A Changing Financial Climate

By Ken Lewis
Chairman and CEO, Bank of America

The world’s largest banks have been joining the movement to address climate change with great enthusiasm in recent years. But one thing we’re learning is that keeping pace with the demands of the green economy will take more than just big piles of money doled out in traditional ways.
Don’t get me wrong, big piles of money are a good start. But many emerging technologies are so new, and markets are growing and evolving so rapidly, that new financial approaches are needed to effectively meet the needs of the marketplace.

For some years now, banks have been working to reduce greenhouse gas emissions from their own operations. Banks are creating products, such as green credit cards and green mortgages, that enable customers to reduce their carbon footprint. The total dollar value of bank-financed, eco-friendly real estate development is growing at 50% a year. More banks are also investing in renewable energy—more than $100 billion last year alone—to support everything from solar, wind and hydro power, to giant buoys that capture energy generated by ocean waves.

I’m pleased that my industry has taken up these efforts.

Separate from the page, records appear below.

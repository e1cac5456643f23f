// SPDX-License-Identifier: PMPL-1.0-or-later
// Copyright (c) 2026 Jonathan D.A. Jewell (hyperpolymath) <jonathan.jewell@open.ac.uk>
//
// Batch statistics over completed page records.

use std::collections::BTreeMap;

use chrono::{DateTime, Utc};
use serde::{Deserialize, Serialize};

use crate::types::PageRecord;

/// Summary of a finished batch, for progress reporting and document headers.
#[derive(Debug, Clone, PartialEq, Serialize, Deserialize)]
pub struct BatchStatistics {
    pub total_pages: usize,
    /// Pages whose final text is non-empty.
    pub successful_extractions: usize,
    /// Mean over pages with a positive confidence.
    pub average_confidence: f64,
    pub method_distribution: BTreeMap<String, usize>,
    pub content_type_distribution: BTreeMap<String, usize>,
    pub total_text_length: usize,
    /// Sum of per-page processing time, in seconds.
    pub processing_time: f64,
    /// Pages below the confidence threshold or without text.
    pub problem_pages: Vec<usize>,
}

impl BatchStatistics {
    pub fn from_records(records: &[PageRecord], confidence_threshold: f64) -> Self {
        let mut method_distribution = BTreeMap::new();
        let mut content_type_distribution = BTreeMap::new();
        let mut confident = Vec::new();
        let mut problem_pages = Vec::new();
        let mut successful_extractions = 0;
        let mut total_text_length = 0;
        let mut processing_time = 0.0;

        for record in records {
            *method_distribution.entry(record.method.clone()).or_insert(0) += 1;
            *content_type_distribution
                .entry(record.content_type.as_str().to_owned())
                .or_insert(0) += 1;

            let has_text = !record.text.trim().is_empty();
            if has_text {
                successful_extractions += 1;
            }
            if record.confidence > 0.0 {
                confident.push(record.confidence);
            }
            if record.confidence < confidence_threshold || !has_text {
                problem_pages.push(record.page_index);
            }
            total_text_length += record.text.chars().count();
            processing_time += record.processing_time;
        }

        let average_confidence = if confident.is_empty() {
            0.0
        } else {
            confident.iter().sum::<f64>() / confident.len() as f64
        };

        Self {
            total_pages: records.len(),
            successful_extractions,
            average_confidence,
            method_distribution,
            content_type_distribution,
            total_text_length,
            processing_time,
            problem_pages,
        }
    }

    /// Share of pages with text, in percent.
    pub fn success_rate(&self) -> f64 {
        if self.total_pages == 0 {
            0.0
        } else {
            self.successful_extractions as f64 / self.total_pages as f64 * 100.0
        }
    }
}

/// Ordered page records plus their statistics, ready for serialisation.
#[derive(Debug, Clone, PartialEq, Serialize, Deserialize)]
pub struct BatchReport {
    pub generated_at: DateTime<Utc>,
    pub statistics: BatchStatistics,
    pub pages: Vec<PageRecord>,
}

impl BatchReport {
    pub fn new(pages: Vec<PageRecord>, confidence_threshold: f64) -> Self {
        Self {
            generated_at: Utc::now(),
            statistics: BatchStatistics::from_records(&pages, confidence_threshold),
            pages,
        }
    }
}

#[cfg(test)]
mod tests {
    use super::*;
    use crate::types::{ContentType, method};

    fn record(page_index: usize, text: &str, confidence: f64, method: &str) -> PageRecord {
        PageRecord {
            page_index,
            text: text.to_owned(),
            confidence,
            method: method.to_owned(),
            content_type: ContentType::Text,
            processing_time: 0.5,
            error: None,
            classification: None,
            ocr_details: None,
        }
    }

    #[test]
    fn statistics_over_mixed_batch() {
        let records = vec![
            record(0, "native page text", 100.0, method::NATIVE_TEXT),
            record(1, "ocr text", 40.0, "tesseract_no_preprocessing"),
            record(2, "", 0.0, method::FAILED),
        ];
        let stats = BatchStatistics::from_records(&records, 60.0);

        assert_eq!(stats.total_pages, 3);
        assert_eq!(stats.successful_extractions, 2);
        assert!((stats.average_confidence - 70.0).abs() < 1e-9);
        assert_eq!(stats.problem_pages, vec![1, 2]);
        assert_eq!(stats.method_distribution[method::FAILED], 1);
        assert_eq!(stats.content_type_distribution["text"], 3);
        assert!((stats.processing_time - 1.5).abs() < 1e-9);
        assert!((stats.success_rate() - 200.0 / 3.0).abs() < 1e-9);
    }

    #[test]
    fn empty_batch_has_zero_rates() {
        let stats = BatchStatistics::from_records(&[], 60.0);
        assert_eq!(stats.total_pages, 0);
        assert_eq!(stats.average_confidence, 0.0);
        assert_eq!(stats.success_rate(), 0.0);
    }

    #[test]
    fn report_serialises_pages_in_order() {
        let report = BatchReport::new(
            vec![record(0, "a", 90.0, "x"), record(1, "b", 80.0, "y")],
            60.0,
        );
        let value = serde_json::to_value(&report).unwrap();
        assert_eq!(value["pages"][1]["page_index"], 1);
        assert_eq!(value["statistics"]["total_pages"], 2);
    }
}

But meeting the changing needs of the green economy will also require new approaches to lending and investing, new models for assessing risk, new formulas to calculate economic costs and benefits and belief in a sustainable future that bears very little resemblance to the present.

Imagine, for example, if consumers had the option to install energy-saving solar panels on their roof through leasing, rather than buying. Banks could help relieve consumers of the largest obstacle to this technology: the incredibly high up-front costs of purchasing and installing the panels. Banks, including ours, are working to figure out a financially viable way to build a large-scale market in the U.S. for residential solar leasing.

One of the biggest challenges we are working on is the fundamental change that a green economy brings to the traditional, carbon-based utility sector. Coal, for example, provides half of all electric power in the U.S., and with energy demand rising by as much as 50% over the next 25 years, coal is projected to increase its share of the market—even accounting for the rapid growth of renewables. But the competitive and regulatory environments for coal in particular, and energy in general, are changing. And so will the risk formulas that banks use to finance the industry.

With these facts in mind, we have decided, as have other banks, to start assessing the cost of carbon in our risk and underwriting processes as we evaluate the business models of utility sector companies. In the absence of federal legislation, we estimate the cost will fall between $20-$40 per ton of carbon dioxide.

The inclusion of these projected costs for carbon emissions are simply a reflection of new risks that utilities face in a changing economy, and will be an incentive for companies to develop cleaner technologies. As financial and strategic partners, banks are working with the utility sector to drive these changes forward.

Back in the 1950’s, when I was growing up in Georgia, clean air, fresh water and fertile farmland seemed abundant. Industrial progress seemed to show our ability to bend the earth to our uses, and the earth’s ability to shrug us off as it had for millions of years. That illusion has been shattered, and it’s clear that pressures on our environment will continue to grow. The good news is that we can create a sustainable economy. We have financial and natural resources, human ingenuity, and plenty of motivation to preserve our planet for future generations. The banking industry is taking important steps to help build a new, sustainable economy for America. We can do more. And we will.